> WHAT THE EXERCISE ASKS:
The answer is the full set of records below, transcribed exactly.

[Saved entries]
○ ○ ○ ○
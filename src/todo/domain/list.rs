//! Ordered todo list and its pure mutation operations.

use super::{Todo, TodoDomainError, TodoId, TodoIdGenerator, TodoText, timestamp};
use mockable::Clock;
use serde::Serialize;
use std::collections::HashSet;

/// Attempts made to obtain an identifier not already in the list.
///
/// Existing identifiers are reserved with the generator first, so only
/// random collisions consume retries.
const MAX_ID_ATTEMPTS: usize = 8;

/// Insertion-ordered collection of todos with unique identifiers.
///
/// Every mutation takes `&self` and returns a new list, leaving the receiver
/// untouched. Records that a mutation does not target keep their relative
/// order.
#[derive(Debug, Clone, Default, PartialEq, Eq, Serialize)]
#[serde(transparent)]
pub struct TodoList {
    items: Vec<Todo>,
}

impl TodoList {
    /// Creates an empty list.
    #[must_use]
    pub const fn new() -> Self {
        Self { items: Vec::new() }
    }

    /// Builds a list from decoded records, checking every list invariant.
    ///
    /// # Errors
    ///
    /// Returns the first [`TodoDomainError`] found: invalid or untrimmed
    /// text, a completion flag that disagrees with its timestamp, or a repeated
    /// identifier.
    pub fn from_records(
        records: Vec<Todo>,
        max_text_length: usize,
    ) -> Result<Self, TodoDomainError> {
        let mut seen = HashSet::with_capacity(records.len());
        for todo in &records {
            todo.text().validate(max_text_length)?;
            todo.check_consistency()?;
            if !seen.insert(todo.id()) {
                return Err(TodoDomainError::DuplicateId(todo.id().clone()));
            }
        }
        Ok(Self { items: records })
    }

    /// Returns a list with a new active todo appended.
    ///
    /// # Errors
    ///
    /// Returns [`TodoDomainError::EmptyInput`] or [`TodoDomainError::TooLong`]
    /// when `raw_text` fails validation, and
    /// [`TodoDomainError::DuplicateId`] when the generator keeps producing
    /// identifiers that are already taken.
    pub fn add(
        &self,
        raw_text: &str,
        max_text_length: usize,
        ids: &impl TodoIdGenerator,
        clock: &impl Clock,
    ) -> Result<Self, TodoDomainError> {
        let text = TodoText::parse(raw_text, max_text_length)?;
        let id = self.fresh_id(ids, clock)?;
        let mut items = self.items.clone();
        items.push(Todo::new(id, text, clock));
        Ok(Self { items })
    }

    /// Returns a list with the completion state of `id` flipped.
    ///
    /// An unknown identifier yields an equal list.
    #[must_use]
    pub fn toggle(&self, id: &TodoId, clock: &impl Clock) -> Self {
        let items = self
            .items
            .iter()
            .map(|todo| {
                if todo.id() == id {
                    todo.toggled(clock)
                } else {
                    todo.clone()
                }
            })
            .collect();
        Self { items }
    }

    /// Returns a list without the todo identified by `id`.
    ///
    /// An unknown identifier yields an equal list.
    #[must_use]
    pub fn delete(&self, id: &TodoId) -> Self {
        self.retained(|todo| todo.id() != id)
    }

    /// Returns a list without any completed todos.
    #[must_use]
    pub fn clear_completed(&self) -> Self {
        self.retained(|todo| !todo.is_completed())
    }

    /// Looks up a todo by identifier.
    #[must_use]
    pub fn get(&self, id: &TodoId) -> Option<&Todo> {
        self.items.iter().find(|todo| todo.id() == id)
    }

    /// Returns whether a todo with `id` exists.
    #[must_use]
    pub fn contains(&self, id: &TodoId) -> bool {
        self.get(id).is_some()
    }

    /// Iterates over todos in insertion order.
    pub fn iter(&self) -> std::slice::Iter<'_, Todo> {
        self.items.iter()
    }

    /// Returns the number of todos.
    #[must_use]
    pub const fn len(&self) -> usize {
        self.items.len()
    }

    /// Returns whether the list is empty.
    #[must_use]
    pub const fn is_empty(&self) -> bool {
        self.items.is_empty()
    }

    /// Counts todos that are not completed.
    #[must_use]
    pub fn active_count(&self) -> usize {
        self.items.iter().filter(|todo| !todo.is_completed()).count()
    }

    /// Counts completed todos.
    #[must_use]
    pub fn completed_count(&self) -> usize {
        self.items.iter().filter(|todo| todo.is_completed()).count()
    }

    fn retained(&self, keep: impl Fn(&Todo) -> bool) -> Self {
        let items = self.items.iter().filter(|todo| keep(todo)).cloned().collect();
        Self { items }
    }

    fn fresh_id(
        &self,
        ids: &impl TodoIdGenerator,
        clock: &impl Clock,
    ) -> Result<TodoId, TodoDomainError> {
        for todo in &self.items {
            ids.reserve(todo.id());
        }
        let now = timestamp::now_millis(clock);
        let mut candidate = ids.next_id(now);
        for _ in 1..MAX_ID_ATTEMPTS {
            if !self.contains(&candidate) {
                return Ok(candidate);
            }
            candidate = ids.next_id(now);
        }
        if self.contains(&candidate) {
            return Err(TodoDomainError::DuplicateId(candidate));
        }
        Ok(candidate)
    }
}

impl<'a> IntoIterator for &'a TodoList {
    type Item = &'a Todo;
    type IntoIter = std::slice::Iter<'a, Todo>;

    fn into_iter(self) -> Self::IntoIter {
        self.iter()
    }
}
○ ○ ○ ○
> SOLUTION TO THIS EXERCISE:
filename src/todo/domain/list.rs
//! Ordered todo list and its pure mutation operations.

use super::{Todo, TodoDomainError, TodoId, TodoIdGenerator, TodoText, timestamp};
use mockable::Clock;
use serde::Serialize;
use std::collections::HashSet;

/// Attempts made to obtain an identifier not already in the list.
///
/// Existing identifiers are reserved with the generator first, so only
/// random collisions consume retries.
const MAX_ID_ATTEMPTS: usize = 8;

/// Insertion-ordered collection of todos with unique identifiers.
///
/// Every mutation takes `&self` and returns a new list, leaving the receiver
/// untouched. Records that a mutation does not target keep their relative
/// order.
#[derive(Debug, Clone, Default, PartialEq, Eq, Serialize)]
#[serde(transparent)]
pub struct TodoList {
    items: Vec<Todo>,
}

impl TodoList {
    /// Creates an empty list.
    #[must_use]
    pub const fn new() -> Self {
        Self { items: Vec::new() }
    }

    /// Builds a list from decoded records, checking every list invariant.
    ///
    /// # Errors
    ///
    /// Returns the first [`TodoDomainError`] found: invalid or untrimmed
    /// text, a completion flag that disagrees with its timestamp, or a repeated
    /// identifier.
    pub fn from_records(
        records: Vec<Todo>,
        max_text_length: usize,
    ) -> Result<Self, TodoDomainError> {
        let mut seen = HashSet::with_capacity(records.len());
        for todo in &records {
            todo.text().validate(max_text_length)?;
            todo.check_consistency()?;
            if !seen.insert(todo.id()) {
                return Err(TodoDomainError::DuplicateId(todo.id().clone()));
            }
        }
        Ok(Self { items: records })
    }

    /// Returns a list with a new active todo appended.
    ///
    /// # Errors
    ///
    /// Returns [`TodoDomainError::EmptyInput`] or [`TodoDomainError::TooLong`]
    /// when `raw_text` fails validation, and
    /// [`TodoDomainError::DuplicateId`] when the generator keeps producing
    /// identifiers that are already taken.
    pub fn add(
        &self,
        raw_text: &str,
        max_text_length: usize,
        ids: &impl TodoIdGenerator,
        clock: &impl Clock,
    ) -> Result<Self, TodoDomainError> {
        let text = TodoText::parse(raw_text, max_text_length)?;
        let id = self.fresh_id(ids, clock)?;
        let mut items = self.items.clone();
        items.push(Todo::new(id, text, clock));
        Ok(Self { items })
    }

    /// Returns a list with the completion state of `id` flipped.
    ///
    /// An unknown identifier yields an equal list.
    #[must_use]
    pub fn toggle(&self, id: &TodoId, clock: &impl Clock) -> Self {
        let items = self
            .items
            .iter()
            .map(|todo| {
                if todo.id() == id {
                    todo.toggled(clock)
                } else {
                    todo.clone()
                }
            })
            .collect();
        Self { items }
    }

    /// Returns a list without the todo identified by `id`.
    ///
    /// An unknown identifier yields an equal list.
    #[must_use]
    pub fn delete(&self, id: &TodoId) -> Self {
        self.retained(|todo| todo.id() != id)
    }

    /// Returns a list without any completed todos.
    #[must_use]
    pub fn clear_completed(&self) -> Self {
        self.retained(|todo| !todo.is_completed())
    }

    /// Looks up a todo by identifier.
    #[must_use]
    pub fn get(&self, id: &TodoId) -> Option<&Todo> {
        self.items.iter().find(|todo| todo.id() == id)
    }

    /// Returns whether a todo with `id` exists.
    #[must_use]
    pub fn contains(&self, id: &TodoId) -> bool {
        self.get(id).is_some()
    }

    /// Iterates over todos in insertion order.
    pub fn iter(&self) -> std::slice::Iter<'_, Todo> {
        self.items.iter()
    }

    /// Returns the number of todos.
    #[must_use]
    pub const fn len(&self) -> usize {
        self.items.len()
    }

    /// Returns whether the list is empty.
    #[must_use]
    pub const fn is_empty(&self) -> bool {
        self.items.is_empty()
    }

    /// Counts todos that are not completed.
    #[must_use]
    pub fn active_count(&self) -> usize {
        self.items.iter().filter(|todo| !todo.is_completed()).count()
    }

    /// Counts completed todos.
    #[must_use]
    pub fn completed_count(&self) -> usize {
        self.items.iter().filter(|todo| todo.is_completed()).count()
    }

    fn retained(&self, keep: impl Fn(&Todo) -> bool) -> Self {
        let items = self.items.iter().filter(|todo| keep(todo)).cloned().collect();
        Self { items }
    }

    fn fresh_id(
        &self,
        ids: &impl TodoIdGenerator,
        clock: &impl Clock,
    ) -> Result<TodoId, TodoDomainError> {
        for todo in &self.items {
            ids.reserve(todo.id());
        }
        let now = timestamp::now_millis(clock);
        let mut candidate = ids.next_id(now);
        for _ in 1..MAX_ID_ATTEMPTS {
            if !self.contains(&candidate) {
                return Ok(candidate);
            }
            candidate = ids.next_id(now);
        }
        if self.contains(&candidate) {
            return Err(TodoDomainError::DuplicateId(candidate));
        }
        Ok(candidate)
    }
}

impl<'a> IntoIterator for &'a TodoList {
    type Item = &'a Todo;
    type IntoIter = std::slice::Iter<'a, Todo>;

    fn into_iter(self) -> Self::IntoIter {
        self.iter()
    }
}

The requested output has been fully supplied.